Try it. From the entries below, please gather each line containing the string "rendered".

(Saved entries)
○ ○ ○
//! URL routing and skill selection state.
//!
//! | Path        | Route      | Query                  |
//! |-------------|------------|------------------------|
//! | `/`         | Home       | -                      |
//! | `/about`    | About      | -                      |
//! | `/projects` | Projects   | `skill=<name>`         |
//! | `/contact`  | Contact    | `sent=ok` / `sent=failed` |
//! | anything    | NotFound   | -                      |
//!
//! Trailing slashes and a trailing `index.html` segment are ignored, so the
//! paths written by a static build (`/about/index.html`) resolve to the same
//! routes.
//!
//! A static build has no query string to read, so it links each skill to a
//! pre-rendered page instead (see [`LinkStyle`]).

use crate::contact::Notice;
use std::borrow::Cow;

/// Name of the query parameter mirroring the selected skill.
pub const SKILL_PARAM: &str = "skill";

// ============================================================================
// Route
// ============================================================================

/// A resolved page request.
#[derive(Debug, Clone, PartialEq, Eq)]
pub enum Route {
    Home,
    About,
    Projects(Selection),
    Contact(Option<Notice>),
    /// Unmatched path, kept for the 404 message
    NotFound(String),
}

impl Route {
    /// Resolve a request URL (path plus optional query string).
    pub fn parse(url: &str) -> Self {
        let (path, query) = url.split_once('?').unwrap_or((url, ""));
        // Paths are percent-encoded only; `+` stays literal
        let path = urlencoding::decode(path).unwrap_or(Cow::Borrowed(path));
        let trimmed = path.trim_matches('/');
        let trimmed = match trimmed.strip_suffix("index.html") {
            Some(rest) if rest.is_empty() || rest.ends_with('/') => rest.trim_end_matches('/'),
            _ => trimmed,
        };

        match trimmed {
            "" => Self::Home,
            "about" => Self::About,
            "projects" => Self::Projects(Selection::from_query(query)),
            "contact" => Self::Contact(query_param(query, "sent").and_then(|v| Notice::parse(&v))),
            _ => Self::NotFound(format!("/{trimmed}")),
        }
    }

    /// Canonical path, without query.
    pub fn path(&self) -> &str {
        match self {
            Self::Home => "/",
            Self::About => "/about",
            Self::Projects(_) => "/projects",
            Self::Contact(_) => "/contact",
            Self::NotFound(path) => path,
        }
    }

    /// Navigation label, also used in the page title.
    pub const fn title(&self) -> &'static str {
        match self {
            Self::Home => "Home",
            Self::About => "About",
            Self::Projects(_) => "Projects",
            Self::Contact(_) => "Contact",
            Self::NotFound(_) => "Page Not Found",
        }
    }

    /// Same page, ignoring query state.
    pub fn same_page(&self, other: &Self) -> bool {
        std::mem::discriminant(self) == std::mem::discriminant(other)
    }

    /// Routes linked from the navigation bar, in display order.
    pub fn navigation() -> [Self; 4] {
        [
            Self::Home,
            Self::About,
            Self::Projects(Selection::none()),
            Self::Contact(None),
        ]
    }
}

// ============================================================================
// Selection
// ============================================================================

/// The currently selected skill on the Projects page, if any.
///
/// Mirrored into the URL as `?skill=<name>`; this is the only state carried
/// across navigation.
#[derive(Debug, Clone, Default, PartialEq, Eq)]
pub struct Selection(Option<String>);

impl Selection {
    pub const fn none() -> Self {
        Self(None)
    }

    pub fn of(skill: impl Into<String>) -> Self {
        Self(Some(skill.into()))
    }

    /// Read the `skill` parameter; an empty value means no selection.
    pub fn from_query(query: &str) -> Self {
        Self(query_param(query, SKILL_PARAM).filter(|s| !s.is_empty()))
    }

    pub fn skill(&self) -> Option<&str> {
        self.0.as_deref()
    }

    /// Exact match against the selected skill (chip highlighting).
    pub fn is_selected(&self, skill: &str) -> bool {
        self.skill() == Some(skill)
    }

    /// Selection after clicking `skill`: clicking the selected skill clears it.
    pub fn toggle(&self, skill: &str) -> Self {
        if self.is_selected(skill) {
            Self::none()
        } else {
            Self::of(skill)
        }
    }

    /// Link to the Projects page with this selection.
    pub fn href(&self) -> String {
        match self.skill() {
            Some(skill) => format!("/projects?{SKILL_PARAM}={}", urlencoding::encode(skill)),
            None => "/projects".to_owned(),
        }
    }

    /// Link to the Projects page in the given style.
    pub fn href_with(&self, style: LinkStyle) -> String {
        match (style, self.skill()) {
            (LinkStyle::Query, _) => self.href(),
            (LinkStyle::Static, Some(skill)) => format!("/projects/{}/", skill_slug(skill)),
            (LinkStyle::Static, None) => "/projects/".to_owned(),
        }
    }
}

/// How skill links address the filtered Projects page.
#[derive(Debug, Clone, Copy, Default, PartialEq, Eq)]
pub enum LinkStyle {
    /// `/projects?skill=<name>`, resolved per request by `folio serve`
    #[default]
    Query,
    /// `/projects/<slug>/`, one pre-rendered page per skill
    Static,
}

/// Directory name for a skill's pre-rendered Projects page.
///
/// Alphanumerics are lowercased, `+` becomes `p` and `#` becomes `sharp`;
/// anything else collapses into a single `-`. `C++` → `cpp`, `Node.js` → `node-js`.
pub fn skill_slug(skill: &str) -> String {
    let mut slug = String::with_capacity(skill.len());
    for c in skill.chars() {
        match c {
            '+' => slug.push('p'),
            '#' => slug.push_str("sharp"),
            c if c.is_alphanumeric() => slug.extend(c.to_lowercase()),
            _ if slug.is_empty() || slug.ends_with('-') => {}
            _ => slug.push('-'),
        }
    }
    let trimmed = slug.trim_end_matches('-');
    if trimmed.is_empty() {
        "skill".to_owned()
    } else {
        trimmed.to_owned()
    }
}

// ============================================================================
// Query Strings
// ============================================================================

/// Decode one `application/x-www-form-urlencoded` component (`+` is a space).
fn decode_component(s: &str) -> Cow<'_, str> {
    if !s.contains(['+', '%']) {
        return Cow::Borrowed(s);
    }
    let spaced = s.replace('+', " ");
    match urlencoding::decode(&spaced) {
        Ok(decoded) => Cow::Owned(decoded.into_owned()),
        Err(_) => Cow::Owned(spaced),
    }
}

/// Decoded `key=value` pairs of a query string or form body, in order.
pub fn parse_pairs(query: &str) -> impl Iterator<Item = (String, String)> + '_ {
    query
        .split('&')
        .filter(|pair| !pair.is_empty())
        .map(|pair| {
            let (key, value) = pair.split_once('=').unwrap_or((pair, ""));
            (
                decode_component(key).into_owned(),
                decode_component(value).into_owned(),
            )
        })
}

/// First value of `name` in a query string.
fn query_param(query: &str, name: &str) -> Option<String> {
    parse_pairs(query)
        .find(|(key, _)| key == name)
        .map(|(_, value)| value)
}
○ ○ ○
Response.
//! pre-rendered page instead (see [`LinkStyle`]).
    /// `/projects/<slug>/`, one pre-rendered page per skill
/// Directory name for a skill's pre-rendered Projects page.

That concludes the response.